Her performing roots go back to Christchurch in the early 80s, where she fronted a succession of bands – The Playthings, They Were Expendable, Breathing Cage – reaching her highest profile in 1989 when the latter group won the coveted Rheineck Rock Award, a brewery-sponsored prize that gave the winner the budget to make an international-sized studio album. The result was Misericord, the biggest, most rhythm-driven treatment of any set of Clarkson songs so far. Perhaps it was timing, or perhaps the essentially inward nature of the material, but despite the big build-up the album never became more than a cult favourite, and after a tour or two the band split.

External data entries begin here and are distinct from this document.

//! Error types for whittle.
//!
//! This module defines all error types used throughout the library.

use thiserror::Error;

use crate::mesh::HalfEdgeId;

/// Result type alias using [`Error`].
pub type Result<T> = std::result::Result<T, Error>;

/// Errors that can occur during mesh construction and decimation.
#[derive(Error, Debug)]
pub enum Error {
    /// The mesh has no triangles.
    #[error("mesh has no triangles")]
    EmptyMesh,

    /// A triangle references an invalid vertex index.
    #[error("triangle {triangle} references invalid vertex index {vertex}")]
    InvalidVertexIndex {
        /// The triangle index.
        triangle: usize,
        /// The invalid vertex index.
        vertex: usize,
    },

    /// A triangle has duplicate vertex indices.
    #[error("triangle {triangle} is degenerate (has duplicate vertices)")]
    DegenerateTriangle {
        /// The triangle index.
        triangle: usize,
    },

    /// Face windings disagree: a boundary vertex has incoming but no
    /// outgoing boundary edges (or the other way around), so the outer
    /// shell cannot be closed around it.
    #[error("inconsistently oriented faces around vertex {vertex}")]
    InconsistentOrientation {
        /// The vertex whose boundary cannot be closed.
        vertex: usize,
    },

    /// An unrecognized key was passed in a configuration map.
    #[error("unknown configuration option: {key}")]
    UnknownOption {
        /// The unrecognized key.
        key: String,
    },

    /// Neither a tolerance nor a triangle target was configured, so the
    /// decimation loop would have no stopping rule.
    #[error("no stopping rule: set a tolerance or a target triangle count")]
    NoStoppingRule,

    /// Invalid parameter value.
    #[error("invalid parameter: {name} = {value} ({reason})")]
    InvalidParameter {
        /// Parameter name.
        name: &'static str,
        /// The invalid value (as string).
        value: String,
        /// Reason the value is invalid.
        reason: &'static str,
    },

    /// An edge swap was requested on an edge that cannot be swapped.
    #[error("edge {edge:?} cannot be swapped (boundary, outer or non-manifold)")]
    SwapRefused {
        /// The offending half-edge.
        edge: HalfEdgeId,
    },
}

impl Error {
    /// Create an invalid parameter error.
    pub fn invalid_param<T: std::fmt::Display>(
        name: &'static str,
        value: T,
        reason: &'static str,
    ) -> Self {
        Error::InvalidParameter {
            name,
            value: value.to_string(),
            reason,
        }
    }
}
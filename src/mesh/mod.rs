//! Half-edge triangle mesh: storage, navigation, local operators and
//! construction from face-vertex lists.

mod builder;
mod halfedge;
mod index;
mod ops;

pub use builder::{build_from_triangles, build_with_tags, to_face_vertex};
pub use halfedge::{Adjacency, EdgeAttributes, HalfEdgeMesh, OriginLoopIter, Triangle, Vertex};
pub use index::{HalfEdgeId, TriangleId, VertexId};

It would be nearly a decade before Clarkson released another album, 1999’s Kindle, released solely under her own name, and she’s maintained a low-key solo career ever since, with new collections arriving at regular if rather protracted intervals.
Spur is the latest of these, and it follows what seems to be a pattern, by being even more solo than the one that preceded it. It has been a constant process of stripping away; as though she’s testing the strength of her material by seeing how little reinforcement her performances need. And this time they require less than ever.

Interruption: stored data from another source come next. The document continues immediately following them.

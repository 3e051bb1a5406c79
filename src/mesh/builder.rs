//! Mesh construction utilities.
//!
//! This module builds half-edge meshes from face-vertex lists and converts
//! them back. Construction validates the input, links symmetric half-edges
//! through a directed-edge map, and closes the surface with a sentinel
//! outer shell: every boundary edge gets an outer triangle whose apex is a
//! reserved outer vertex, and outer triangles are glued side to side along
//! boundary loops so that fan traversal never falls off the mesh.

use std::collections::HashMap;

use nalgebra::Point3;

use super::halfedge::{Adjacency, EdgeAttributes, HalfEdgeMesh, Triangle, Vertex};
use super::index::{HalfEdgeId, TriangleId, VertexId};
use crate::error::{Error, Result};

/// Build a half-edge mesh from vertices and triangle faces.
///
/// # Arguments
/// * `vertices` - List of vertex positions
/// * `faces` - List of triangles, each as `[v0, v1, v2]` indices,
///   counter-clockwise
///
/// # Example
/// ```
/// use whittle::mesh::build_from_triangles;
/// use nalgebra::Point3;
///
/// let vertices = vec![
///     Point3::new(0.0, 0.0, 0.0),
///     Point3::new(1.0, 0.0, 0.0),
///     Point3::new(0.5, 1.0, 0.0),
/// ];
/// let faces = vec![[0, 1, 2]];
///
/// let mesh = build_from_triangles(&vertices, &faces).unwrap();
/// assert_eq!(mesh.num_vertices(), 3);
/// assert_eq!(mesh.active_triangles(), 1);
/// ```
pub fn build_from_triangles(
    vertices: &[Point3<f64>],
    faces: &[[usize; 3]],
) -> Result<HalfEdgeMesh> {
    build_with_tags(vertices, faces, &[])
}

/// Build a half-edge mesh, carrying constraint tags on some vertices.
///
/// `tags` is a list of `(vertex index, tag)` pairs; tagged vertices keep
/// their identity and position through decimation. A tag of `0` means
/// unconstrained.
pub fn build_with_tags(
    vertices: &[Point3<f64>],
    faces: &[[usize; 3]],
    tags: &[(usize, i32)],
) -> Result<HalfEdgeMesh> {
    if faces.is_empty() {
        return Err(Error::EmptyMesh);
    }

    for (fi, face) in faces.iter().enumerate() {
        for &vi in face {
            if vi >= vertices.len() {
                return Err(Error::InvalidVertexIndex {
                    triangle: fi,
                    vertex: vi,
                });
            }
        }
        if face[0] == face[1] || face[1] == face[2] || face[0] == face[2] {
            return Err(Error::DegenerateTriangle { triangle: fi });
        }
    }

    let mut mesh = HalfEdgeMesh::new();
    for &pos in vertices {
        mesh.vertices.push(Vertex::new(pos));
        mesh.vertex_alive.push(true);
    }
    for &(vi, tag) in tags {
        if vi >= vertices.len() {
            return Err(Error::InvalidVertexIndex {
                triangle: usize::MAX,
                vertex: vi,
            });
        }
        mesh.vertices[vi].ref_tag = tag;
    }

    for face in faces {
        let tri = Triangle::new([
            VertexId::new(face[0]),
            VertexId::new(face[1]),
            VertexId::new(face[2]),
        ]);
        mesh.triangles.push(tri);
        mesh.triangle_alive.push(true);
    }
    mesh.active_triangles = faces.len();

    // Group half-edges by undirected edge.
    let mut edge_map: HashMap<(usize, usize), Vec<HalfEdgeId>> = HashMap::new();
    for ti in 0..faces.len() {
        let t = TriangleId::new(ti);
        for local in 0..3 {
            let e = HalfEdgeId::from_parts(t, local);
            let o = mesh.origin(e).index();
            let d = mesh.dest(e).index();
            edge_map.entry((o.min(d), o.max(d))).or_default().push(e);
        }
    }

    let mut boundary: Vec<HalfEdgeId> = Vec::new();
    for halves in edge_map.values() {
        match halves.as_slice() {
            [a, b] if mesh.origin(*a) == mesh.dest(*b) => mesh.glue(*a, *b),
            [a] => boundary.push(*a),
            _ => {
                // Three or more incident triangles, or two with the same
                // orientation: link the halves into a cyclic ring.
                let mut ring = halves.clone();
                ring.sort();
                for &h in &ring {
                    mesh.triangle_mut(h.triangle()).adjacency[h.local()] =
                        Adjacency::Ring(ring.clone());
                    mesh.set_attributes(h, EdgeAttributes::NONMANIFOLD);
                }
            }
        }
    }

    if !boundary.is_empty() {
        build_outer_shell(&mut mesh, &boundary)?;
    }

    // Vertex links point at an originating half-edge of a real triangle.
    for ti in (0..faces.len()).rev() {
        let t = TriangleId::new(ti);
        for local in 0..3 {
            let e = HalfEdgeId::from_parts(t, local);
            let v = mesh.origin(e);
            mesh.vertex_mut(v).link = e;
        }
    }

    debug_assert!(mesh.check_consistency());
    Ok(mesh)
}

/// Close the surface with one outer triangle per boundary half-edge and
/// glue the outer triangles together along boundary loops.
///
/// Fails when the boundary edges around some vertex all point the same
/// way, which happens when two faces share an edge with the same winding.
fn build_outer_shell(mesh: &mut HalfEdgeMesh, boundary: &[HalfEdgeId]) -> Result<()> {
    let outer = VertexId::new(mesh.vertices.len());
    let mut sentinel = Vertex::new(Point3::origin());
    sentinel.readable = false;
    sentinel.writable = false;
    mesh.vertices.push(sentinel);
    mesh.vertex_alive.push(true);
    mesh.outer_vertex = outer;

    // For the real half-edge o -> d, the outer triangle is [outer, d, o]:
    // its edge 0 runs d -> o (the symmetric of the real edge), edge 1 runs
    // o -> outer and edge 2 runs outer -> d.
    let mut into_sentinel: HashMap<usize, Vec<HalfEdgeId>> = HashMap::new();
    let mut out_of_sentinel: HashMap<usize, Vec<HalfEdgeId>> = HashMap::new();

    for &e in boundary {
        let o = mesh.origin(e);
        let d = mesh.dest(e);

        let t = TriangleId::new(mesh.triangles.len());
        let mut tri = Triangle::new([outer, d, o]);
        tri.outer = true;
        tri.writable = false;
        tri.attributes[0] = EdgeAttributes::OUTER | EdgeAttributes::BOUNDARY;
        tri.attributes[1] = EdgeAttributes::OUTER;
        tri.attributes[2] = EdgeAttributes::OUTER;
        mesh.triangles.push(tri);
        mesh.triangle_alive.push(true);

        let sym = HalfEdgeId::from_parts(t, 0);
        mesh.glue(e, sym);
        mesh.set_attributes(e, EdgeAttributes::BOUNDARY);

        into_sentinel
            .entry(o.index())
            .or_default()
            .push(HalfEdgeId::from_parts(t, 1));
        out_of_sentinel
            .entry(d.index())
            .or_default()
            .push(HalfEdgeId::from_parts(t, 2));

        if !mesh.vertex(outer).link.is_valid() {
            mesh.vertex_mut(outer).link = HalfEdgeId::from_parts(t, 2);
        }
    }

    // Consecutive boundary edges a -> x and x -> b share the vertex x; the
    // side edge (outer -> x) of the first outer triangle is glued to the
    // side edge (x -> outer) of the second. A vertex with side edges in
    // only one direction has no consistent loop through it.
    for &x in into_sentinel.keys() {
        if !out_of_sentinel.contains_key(&x) {
            return Err(Error::InconsistentOrientation { vertex: x });
        }
    }
    for (&x, outs) in &out_of_sentinel {
        let Some(ins) = into_sentinel.get(&x) else {
            return Err(Error::InconsistentOrientation { vertex: x });
        };
        match (outs.as_slice(), ins.as_slice()) {
            (&[o], &[i]) => mesh.glue(o, i),
            _ => {
                // Several boundary loops meet at this vertex.
                let mut ring: Vec<HalfEdgeId> = outs.iter().chain(ins.iter()).copied().collect();
                ring.sort();
                for &h in &ring {
                    mesh.triangle_mut(h.triangle()).adjacency[h.local()] =
                        Adjacency::Ring(ring.clone());
                    mesh.set_attributes(h, EdgeAttributes::NONMANIFOLD);
                }
            }
        }
    }

    Ok(())
}

/// Convert a half-edge mesh back to a face-vertex representation,
/// compacting away dead vertices and the outer shell.
///
/// Returns a `(vertices, faces)` tuple.
pub fn to_face_vertex(mesh: &HalfEdgeMesh) -> (Vec<Point3<f64>>, Vec<[usize; 3]>) {
    let mut remap: HashMap<usize, usize> = HashMap::new();
    let mut vertices = Vec::new();
    for v in mesh.vertex_ids() {
        remap.insert(v.index(), vertices.len());
        vertices.push(*mesh.position(v));
    }

    let faces: Vec<[usize; 3]> = mesh
        .triangle_ids()
        .map(|t| {
            let [v0, v1, v2] = mesh.triangle(t).vertices;
            [
                remap[&v0.index()],
                remap[&v1.index()],
                remap[&v2.index()],
            ]
        })
        .collect();

    (vertices, faces)
}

Solitude is, in a way, the theme of these songs. Listen to them in the order and they form a kind of narrative - if not quite a novel in musical form then a set of interlinked vignettes. The sequence begins with the protagonist (Clarkson refers to her only as ‘she’) behind the wheel of a car, heading for a destination as yet unknown. She has some history, she’s made some ‘bad calls’ in the past, but that was long ago. Anything could happen, good or bad.
Mostly Clarkson’s performances here are solo, or augmented by just one additional colour – a harmonica, a slide guitar or, in one case, a lovely unexpected string arrangement. But what is her travelling, disappearing protagonist looking for?
In ‘Everything’s Blue’ Clarkson introduces a second character – ‘he’, to match the ‘she’ of the first three tunes - and the song reveals a little of his blue frame of mind. What Clarkson does next is to cleverly engineer a meeting between the two characters.
There’s something not just very New Zealand but specifically Southland about these songs. Just listening to them, you can feel the frost in the air and on the ground under your feet. The lay of the land seems to speak to the mood of the characters, and yet Clarkson never tips over into gothic caricature; there’s warmth here too - veges cooking on the stove, a feeling of hopefulness, of possibility.
Does Clarkson’s song cycle have a happy ending? That’s for the listener to figure out. Clarkson concludes this mature, understated, beautifully controlled album not with a lyric but a beautiful instrumental - the album’s title track - that seems to have its own story to tell.
Songs featured: Luckies, She Disappears, Big Old House, Everything’s Blue, Walking Boots, Stay, Spur.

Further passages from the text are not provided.